**BRIEF:**
What you return must be the lines of the data that hold the word "from".

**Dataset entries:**
==================================================

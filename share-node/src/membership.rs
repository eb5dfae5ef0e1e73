//! Tracker membership: register with a tracker node, advertise the local catalog,
//! and keep the registration alive with heartbeats. Reconnects with backoff.

use std::net::SocketAddr;
use std::sync::Arc;

use share_core::{FileRef, Message, RejectReason, ShareCore, PROTOCOL_VERSION};
use tokio::net::TcpStream;
use tokio::sync::mpsc;
use tokio::task::JoinHandle;
use tokio::time::MissedTickBehavior;
use tokio_util::sync::CancellationToken;
use tracing::{debug, info, warn};

use crate::transport::{self, TransportError};

/// Handle to a running membership task.
pub struct Membership {
    /// Files published after joining, offered on the control connection.
    offers: mpsc::UnboundedSender<FileRef>,
    shutdown: CancellationToken,
    task: JoinHandle<()>,
}

impl Membership {
    /// Start joining `tracker`, advertising `listen_port` as this node's transfer port.
    pub fn join(core: Arc<ShareCore>, tracker: SocketAddr, listen_port: u16) -> Self {
        let (offers, rx) = mpsc::unbounded_channel();
        let shutdown = CancellationToken::new();
        let task = tokio::spawn(membership_loop(
            core,
            tracker,
            listen_port,
            rx,
            shutdown.clone(),
        ));
        Self {
            offers,
            shutdown,
            task,
        }
    }

    /// Advertise a newly published file.
    pub fn offer(&self, file: FileRef) {
        let _ = self.offers.send(file);
    }

    /// Say goodbye to the tracker and stop.
    pub async fn leave(self) {
        self.shutdown.cancel();
        let _ = self.task.await;
    }
}

#[derive(Debug, thiserror::Error)]
enum JoinError {
    #[error(transparent)]
    Transport(#[from] TransportError),
    #[error("tracker refused: {0:?}")]
    Refused(RejectReason),
}

async fn membership_loop(
    core: Arc<ShareCore>,
    tracker: SocketAddr,
    listen_port: u16,
    mut offers: mpsc::UnboundedReceiver<FileRef>,
    shutdown: CancellationToken,
) {
    let mut attempt = 0u32;
    loop {
        let session = tokio::select! {
            _ = shutdown.cancelled() => return,
            joined = connect(&core, tracker, listen_port) => joined,
        };
        match session {
            Ok(mut stream) => {
                attempt = 0;
                info!(%tracker, "joined tracker");
                match run_control(&core, &mut stream, &mut offers, &shutdown).await {
                    Ok(()) => return,
                    Err(e) => warn!(%tracker, error = %e, "tracker connection lost"),
                }
            }
            // A stale registration from our previous connection has not expired yet.
            Err(JoinError::Refused(RejectReason::DuplicatePeer)) => {
                debug!(%tracker, "tracker still holds previous registration");
            }
            Err(e) => warn!(%tracker, error = %e, "join failed"),
        }
        attempt = attempt.saturating_add(1);
        let delay = core.config().backoff(attempt);
        tokio::select! {
            _ = shutdown.cancelled() => return,
            _ = tokio::time::sleep(delay) => {}
        }
    }
}

async fn connect(
    core: &ShareCore,
    tracker: SocketAddr,
    listen_port: u16,
) -> Result<TcpStream, JoinError> {
    let limit = core.config().handshake_timeout();
    let mut stream = tokio::time::timeout(limit, TcpStream::connect(tracker))
        .await
        .map_err(|_| TransportError::Timeout(limit))?
        .map_err(TransportError::from)?;
    stream.set_nodelay(true).map_err(TransportError::from)?;
    let hello = Message::Hello {
        protocol_version: PROTOCOL_VERSION,
        peer_id: core.local_id(),
        listen_port,
    };
    transport::write_message_timeout(&mut stream, &hello, limit).await?;
    match transport::read_message_timeout(&mut stream, limit).await? {
        Message::Welcome { peer_id } => {
            debug!(tracker = %peer_id, "welcome");
            Ok(stream)
        }
        Message::Reject { reason } => Err(JoinError::Refused(reason)),
        other => Err(TransportError::Unexpected(other.kind()).into()),
    }
}

/// Offer the whole catalog, then forward new offers and heartbeats until shutdown.
async fn run_control(
    core: &ShareCore,
    stream: &mut TcpStream,
    offers: &mut mpsc::UnboundedReceiver<FileRef>,
    shutdown: &CancellationToken,
) -> Result<(), TransportError> {
    let limit = core.config().handshake_timeout();
    for file in core.store().catalog() {
        transport::write_message_timeout(stream, &Message::Offer { file }, limit).await?;
    }
    let mut heartbeat = tokio::time::interval(core.config().heartbeat_interval());
    heartbeat.set_missed_tick_behavior(MissedTickBehavior::Delay);
    heartbeat.tick().await;
    loop {
        let msg = tokio::select! {
            _ = shutdown.cancelled() => {
                let _ = transport::write_message_timeout(stream, &Message::Goodbye, limit).await;
                return Ok(());
            }
            _ = heartbeat.tick() => Message::Heartbeat,
            offer = offers.recv() => match offer {
                Some(file) => Message::Offer { file },
                // Handle dropped without `leave`.
                None => {
                    let _ = transport::write_message_timeout(stream, &Message::Goodbye, limit).await;
                    return Ok(());
                }
            },
        };
        transport::write_message_timeout(stream, &msg, limit).await?;
    }
}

==================================================

**ANSWER TO THE EXERCISE:**
    Transport(#[from] TransportError),
            // A stale registration from our previous connection has not expired yet.
        .map_err(TransportError::from)?;
    stream.set_nodelay(true).map_err(TransportError::from)?;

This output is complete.